Records from a data collection |
↓↓↓

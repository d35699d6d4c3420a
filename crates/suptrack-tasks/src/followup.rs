// SPDX-FileCopyrightText: 2026 Suptrack Contributors
// SPDX-License-Identifier: MIT OR Apache-2.0

//! Supplier follow-up execution: webhook replies, initial template
//! sends, and the idempotent silence closer.
//!
//! Every outcome applies its compare-and-swap transition first. A lost
//! swap means a concurrent writer (usually the silence closer) got
//! there first, and all side effects are skipped.

use chrono::{DateTime, Duration, Utc};
use suptrack_core::{InboundEvent, InboundPayload, Phone, SuptrackError};
use suptrack_engine::followup as engine;
use suptrack_engine::FollowUpOutcome;
use suptrack_storage::queries::{closures, dedup, followups, reschedules};
use suptrack_storage::queries::followups::FollowUpUpdate;
use suptrack_storage::{FollowUp, FollowUpStatus};
use tracing::{debug, info, warn};

use crate::context::{send_best_effort, Services};

/// Process one inbound event on the supplier follow-up line.
///
/// Deduplicates by provider message id, binds the reply to the sender's
/// single active follow-up, and ignores replies after the reply window
/// closed (the silence closer owns those rows).
pub async fn handle_followup_event(
    services: &Services,
    event: &InboundEvent,
) -> Result<(), SuptrackError> {
    let now = Utc::now();
    let bot = &services.config.bot;

    if !dedup::claim_message(&services.db, &event.id.0, now, bot.dedup_ttl_min).await? {
        debug!(id = %event.id.0, "duplicate webhook delivery dropped");
        return Ok(());
    }

    let Some(follow_up) =
        followups::find_active_by_phone(&services.db, event.from.as_str()).await?
    else {
        debug!(from = %event.from, "no active follow-up for sender, ignoring");
        return Ok(());
    };

    if let Some(deadline) = follow_up.reply_deadline_at {
        if now > deadline {
            debug!(
                follow_up = follow_up.id,
                "reply arrived after the deadline, leaving it to the closer"
            );
            return Ok(());
        }
    }

    let ctx = services.followup_ctx(now);
    let outcome = match &event.payload {
        InboundPayload::Text(body) => engine::on_text(&follow_up, body, &ctx),
        InboundPayload::ButtonReply { id, .. } => engine::on_button(&follow_up, id, &ctx),
        InboundPayload::Unsupported => None,
    };

    match outcome {
        Some(outcome) => execute_outcome(services, &follow_up, outcome).await,
        None => Ok(()),
    }
}

/// Apply one engine outcome: CAS transition first, side effects only on
/// a won swap.
pub(crate) async fn execute_outcome(
    services: &Services,
    follow_up: &FollowUp,
    outcome: FollowUpOutcome,
) -> Result<(), SuptrackError> {
    if let Some(update) = outcome.update {
        let won =
            followups::transition(&services.db, follow_up.id, &outcome.expected, update).await?;
        if !won {
            debug!(
                follow_up = follow_up.id,
                "transition lost to a concurrent writer, skipping side effects"
            );
            return Ok(());
        }
    }

    let to = Phone::from_stored(follow_up.supplier_phone.clone());
    for reply in &outcome.replies {
        send_best_effort(&services.followup, "followup", &to, reply).await;
    }

    if let Some(new) = &outcome.spawn_follow_up {
        let id = followups::create(&services.db, new).await?;
        info!(
            follow_up = id,
            case = %new.case_id,
            path = new.path,
            "chained follow-up queued"
        );
    }
    if let Some(new) = &outcome.spawn_reschedule {
        let id = reschedules::create(&services.db, new).await?;
        info!(reschedule = id, case = %new.case_id, "reschedule queued");
    }
    if let Some(due_at) = outcome.arm_silence_at {
        closures::arm(&services.db, follow_up.id, due_at).await?;
    }
    if let Some(mail) = &outcome.mail {
        services.mailer.send_best_effort(&mail.subject, &mail.body).await;
    }

    Ok(())
}

/// Send the first template for a PENDIENTE_FLUJO follow-up.
///
/// A send failure propagates and leaves the row pending, so the sweep
/// retries it. Returns whether this call performed the send.
pub async fn send_initial(
    services: &Services,
    follow_up: &FollowUp,
) -> Result<bool, SuptrackError> {
    let now = Utc::now();
    let ctx = services.followup_ctx(now);
    let Some(plan) = engine::initial_send_plan(follow_up, &ctx) else {
        return Ok(false);
    };

    let Some(client) = &services.followup else {
        return Err(SuptrackError::Config(
            "followup WhatsApp line not configured".to_string(),
        ));
    };

    let to = Phone::from_stored(follow_up.supplier_phone.clone());
    client.send(&to, &plan.message).await?;

    let deadline = now + Duration::minutes(services.config.bot.reply_window_min);
    let won = followups::transition(
        &services.db,
        follow_up.id,
        &[FollowUpStatus::PendienteFlujo],
        FollowUpUpdate {
            status: Some(FollowUpStatus::MensajeEnviado),
            sub_state: Some(plan.sub_state),
            reply_deadline_at: Some(deadline),
            sent_at: Some(now),
            ..Default::default()
        },
    )
    .await?;

    if won {
        closures::arm(&services.db, follow_up.id, deadline).await?;
        info!(
            follow_up = follow_up.id,
            case = %follow_up.case_id,
            path = follow_up.path,
            "initial follow-up template sent"
        );
    }
    Ok(won)
}

/// Send initial templates for every due PENDIENTE_FLUJO row.
///
/// Picks up both freshly ingested rows and corroboration pings whose
/// scheduled time has arrived. Returns how many sends succeeded.
pub async fn sweep_pending_flow(
    services: &Services,
    now: DateTime<Utc>,
) -> Result<usize, SuptrackError> {
    let due =
        followups::list_due_pending_flow(&services.db, now, services.config.bot.batch_size).await?;
    let mut sent = 0;
    for follow_up in due {
        match send_initial(services, &follow_up).await {
            Ok(true) => sent += 1,
            Ok(false) => {}
            Err(e) => {
                warn!(
                    follow_up = follow_up.id,
                    error = %e,
                    "initial send failed, row stays pending for retry"
                );
            }
        }
    }
    Ok(sent)
}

↑↑↑

Prompt |
Go through the records and output them all, word for word.

Solution for this problem |
repository d35699d6d4c3420a
filename crates/suptrack-tasks/src/followup.rs
// SPDX-FileCopyrightText: 2026 Suptrack Contributors
// SPDX-License-Identifier: MIT OR Apache-2.0

//! Supplier follow-up execution: webhook replies, initial template
//! sends, and the idempotent silence closer.
//!
//! Every outcome applies its compare-and-swap transition first. A lost
//! swap means a concurrent writer (usually the silence closer) got
//! there first, and all side effects are skipped.

use chrono::{DateTime, Duration, Utc};
use suptrack_core::{InboundEvent, InboundPayload, Phone, SuptrackError};
use suptrack_engine::followup as engine;
use suptrack_engine::FollowUpOutcome;
use suptrack_storage::queries::{closures, dedup, followups, reschedules};
use suptrack_storage::queries::followups::FollowUpUpdate;
use suptrack_storage::{FollowUp, FollowUpStatus};
use tracing::{debug, info, warn};

use crate::context::{send_best_effort, Services};

/// Process one inbound event on the supplier follow-up line.
///
/// Deduplicates by provider message id, binds the reply to the sender's
/// single active follow-up, and ignores replies after the reply window
/// closed (the silence closer owns those rows).
pub async fn handle_followup_event(
    services: &Services,
    event: &InboundEvent,
) -> Result<(), SuptrackError> {
    let now = Utc::now();
    let bot = &services.config.bot;

    if !dedup::claim_message(&services.db, &event.id.0, now, bot.dedup_ttl_min).await? {
        debug!(id = %event.id.0, "duplicate webhook delivery dropped");
        return Ok(());
    }

    let Some(follow_up) =
        followups::find_active_by_phone(&services.db, event.from.as_str()).await?
    else {
        debug!(from = %event.from, "no active follow-up for sender, ignoring");
        return Ok(());
    };

    if let Some(deadline) = follow_up.reply_deadline_at {
        if now > deadline {
            debug!(
                follow_up = follow_up.id,
                "reply arrived after the deadline, leaving it to the closer"
            );
            return Ok(());
        }
    }

    let ctx = services.followup_ctx(now);
    let outcome = match &event.payload {
        InboundPayload::Text(body) => engine::on_text(&follow_up, body, &ctx),
        InboundPayload::ButtonReply { id, .. } => engine::on_button(&follow_up, id, &ctx),
        InboundPayload::Unsupported => None,
    };

    match outcome {
        Some(outcome) => execute_outcome(services, &follow_up, outcome).await,
        None => Ok(()),
    }
}

/// Apply one engine outcome: CAS transition first, side effects only on
/// a won swap.
pub(crate) async fn execute_outcome(
    services: &Services,
    follow_up: &FollowUp,
    outcome: FollowUpOutcome,
) -> Result<(), SuptrackError> {
    if let Some(update) = outcome.update {
        let won =
            followups::transition(&services.db, follow_up.id, &outcome.expected, update).await?;
        if !won {
            debug!(
                follow_up = follow_up.id,
                "transition lost to a concurrent writer, skipping side effects"
            );
            return Ok(());
        }
    }

    let to = Phone::from_stored(follow_up.supplier_phone.clone());
    for reply in &outcome.replies {
        send_best_effort(&services.followup, "followup", &to, reply).await;
    }

    if let Some(new) = &outcome.spawn_follow_up {
        let id = followups::create(&services.db, new).await?;
        info!(
            follow_up = id,
            case = %new.case_id,
            path = new.path,
            "chained follow-up queued"
        );
    }
    if let Some(new) = &outcome.spawn_reschedule {
        let id = reschedules::create(&services.db, new).await?;
        info!(reschedule = id, case = %new.case_id, "reschedule queued");
    }
    if let Some(due_at) = outcome.arm_silence_at {
        closures::arm(&services.db, follow_up.id, due_at).await?;
    }
    if let Some(mail) = &outcome.mail {
        services.mailer.send_best_effort(&mail.subject, &mail.body).await;
    }

    Ok(())
}

/// Send the first template for a PENDIENTE_FLUJO follow-up.
///
/// A send failure propagates and leaves the row pending, so the sweep
/// retries it. Returns whether this call performed the send.
pub async fn send_initial(
    services: &Services,
    follow_up: &FollowUp,
) -> Result<bool, SuptrackError> {
    let now = Utc::now();
    let ctx = services.followup_ctx(now);
    let Some(plan) = engine::initial_send_plan(follow_up, &ctx) else {
        return Ok(false);
    };

    let Some(client) = &services.followup else {
        return Err(SuptrackError::Config(
            "followup WhatsApp line not configured".to_string(),
        ));
    };

    let to = Phone::from_stored(follow_up.supplier_phone.clone());
    client.send(&to, &plan.message).await?;

    let deadline = now + Duration::minutes(services.config.bot.reply_window_min);
    let won = followups::transition(
        &services.db,
        follow_up.id,
        &[FollowUpStatus::PendienteFlujo],
        FollowUpUpdate {
            status: Some(FollowUpStatus::MensajeEnviado),
            sub_state: Some(plan.sub_state),
            reply_deadline_at: Some(deadline),
            sent_at: Some(now),
            ..Default::default()
        },
    )
    .await?;

    if won {
        closures::arm(&services.db, follow_up.id, deadline).await?;
        info!(
            follow_up = follow_up.id,
            case = %follow_up.case_id,
            path = follow_up.path,
            "initial follow-up template sent"
        );
    }
    Ok(won)
}

/// Send initial templates for every due PENDIENTE_FLUJO row.
///
/// Picks up both freshly ingested rows and corroboration pings whose
/// scheduled time has arrived. Returns how many sends succeeded.
pub async fn sweep_pending_flow(
    services: &Services,
    now: DateTime<Utc>,
) -> Result<usize, SuptrackError> {
    let due =
        followups::list_due_pending_flow(&services.db, now, services.config.bot.batch_size).await?;
    let mut sent = 0;
    for follow_up in due {
        match send_initial(services, &follow_up).await {
            Ok(true) => sent += 1,
            Ok(false) => {}
            Err(e) => {
                warn!(
                    follow_up = follow_up.id,
                    error = %e,
                    "initial send failed, row stays pending for retry"
                );
            }
        }
    }
    Ok(sent)
}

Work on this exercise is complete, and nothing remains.